What makes a good post?
You don’t need to write a lot — you just need to be helpful and specific:
- A clear title that tells readers what the resource is and what it covers.
- A brief description in your own words: what the resource does, why you found it valuable, and who it’s best for.
- Prerequisites — what should someone already know before diving in?
- Strengths and limitations — a balanced, honest take helps people decide if the resource fits their needs.
- Links to related resources on Nexus, when relevant.
Use one of the resource templates below to get started — they’ll guide you through the structure.
Examples of good posts
Click “Improve this page” near the top right of any post to view its source code.
External content (resources you’re recommending):
Original content (things you’ve written):
Need topic ideas?
Browse open issues labeled “Resource” on the GitHub Issues page for community-requested topics. If you’d like to tackle one, comment on the issue to let others know.
How to submit a new post
Quick overview
- Create a GitHub Issue announcing your planned resource
- Fork and clone the repo
- Create a branch, write your post using a template
- Commit, push, and open a Pull Request
- Wait for review
New to Git? We recommend GitHub Desktop — see our GitHub Desktop guide for a walkthrough. UW-Madison researchers can also get help at the Data Science Hub’s Coding Meetup office hours.
Step-by-step instructions
1. Create an Issue on GitHub
Before writing, announce your plan so the team can provide early feedback.
- Go to Nexus GitHub Issues and click New Issue.
- Title it with the name of your resource and add the “Resource” label.
- Briefly describe why this resource should be on Nexus.
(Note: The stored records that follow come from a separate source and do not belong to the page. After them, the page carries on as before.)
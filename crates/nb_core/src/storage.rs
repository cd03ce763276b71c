use crate::types::{Article, BriefingReport, NewsSource, UserProfile};
use crate::Result;
use async_trait::async_trait;

#[async_trait]
pub trait ArticleStore: Send + Sync {
    /// Store a new article, assigning its id. The URL is the natural key;
    /// storing an already-known URL is a storage error.
    async fn insert(&self, article: Article) -> Result<Article>;

    async fn get(&self, id: u64) -> Result<Option<Article>>;

    async fn get_by_url(&self, url: &str) -> Result<Option<Article>>;

    async fn exists_url(&self, url: &str) -> Result<bool>;

    /// Replace a stored article wholesale, matched by id.
    async fn update(&self, article: Article) -> Result<bool>;

    async fn delete(&self, id: u64) -> Result<bool>;

    async fn all(&self) -> Result<Vec<Article>>;
}

#[async_trait]
pub trait SourceStore: Send + Sync {
    async fn get(&self, name: &str) -> Result<Option<NewsSource>>;

    /// Resolve a source by name, creating it (active, never fetched)
    /// when absent. Returns the source and whether it was created.
    async fn get_or_create(&self, name: &str, url: &str) -> Result<(NewsSource, bool)>;

    async fn all_active(&self) -> Result<Vec<NewsSource>>;

    /// Update the fetch cursor for a source.
    async fn touch(&self, name: &str, at: chrono::DateTime<chrono::Utc>) -> Result<()>;
}

#[async_trait]
pub trait ProfileStore: Send + Sync {
    async fn get(&self, user_id: u64) -> Result<Option<UserProfile>>;

    /// Resolve a profile, creating a defaulted one when absent.
    async fn get_or_create(&self, user_id: u64) -> Result<UserProfile>;

    async fn upsert(&self, profile: UserProfile) -> Result<()>;
}

#[async_trait]
pub trait ReportStore: Send + Sync {
    /// Create a report in `pending` state and assign its id.
    async fn create(&self, user_id: u64) -> Result<BriefingReport>;

    async fn get(&self, id: u64) -> Result<Option<BriefingReport>>;

    async fn update(&self, report: BriefingReport) -> Result<bool>;

    async fn for_user(&self, user_id: u64) -> Result<Vec<BriefingReport>>;
}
- Wait for feedback before proceeding.
2. Fork and clone the repo
- Go to the ML+X Nexus repository and click Fork (top-right).
- Clone your fork to your local machine. In GitHub Desktop: File > Clone Repository, paste the URL, and click Clone.
3. Create a branch and write your post
- In GitHub Desktop: Branch > New Branch. Name it descriptively (e.g.,
workshop-introDL,video-NeurIPS2024). - Copy the appropriate template into the correct folder (see folder structure below).
- Edit the template in your preferred text editor. The template comments will guide you.
4. Commit, push, and open a Pull Request
- In GitHub Desktop, write a descriptive commit message and click Commit.
- Click Push to upload your changes.
- On GitHub, click Compare & pull request, ensure you’re merging into the
mainbranch, write a short description, and submit.
5. Review
A Nexus developer will review your PR. They may request changes — just push additional commits to your branch.
Resource templates
Start with one of these and follow the inline comments:
Where to place your file
Place your .qmd file in the appropriate subfolder:
├── Learn/
│ ├── Blogs, Books, Guides, Notebooks, Videos, Workshops
├── Applications/ (Stories)
│ ├── Blogs, Videos
├── Toolbox/
│ ├── Compute, Data, GenAI, Libraries, MLOps, ModelsIf your resource doesn’t fit an existing category, propose a new one in your GitHub Issue.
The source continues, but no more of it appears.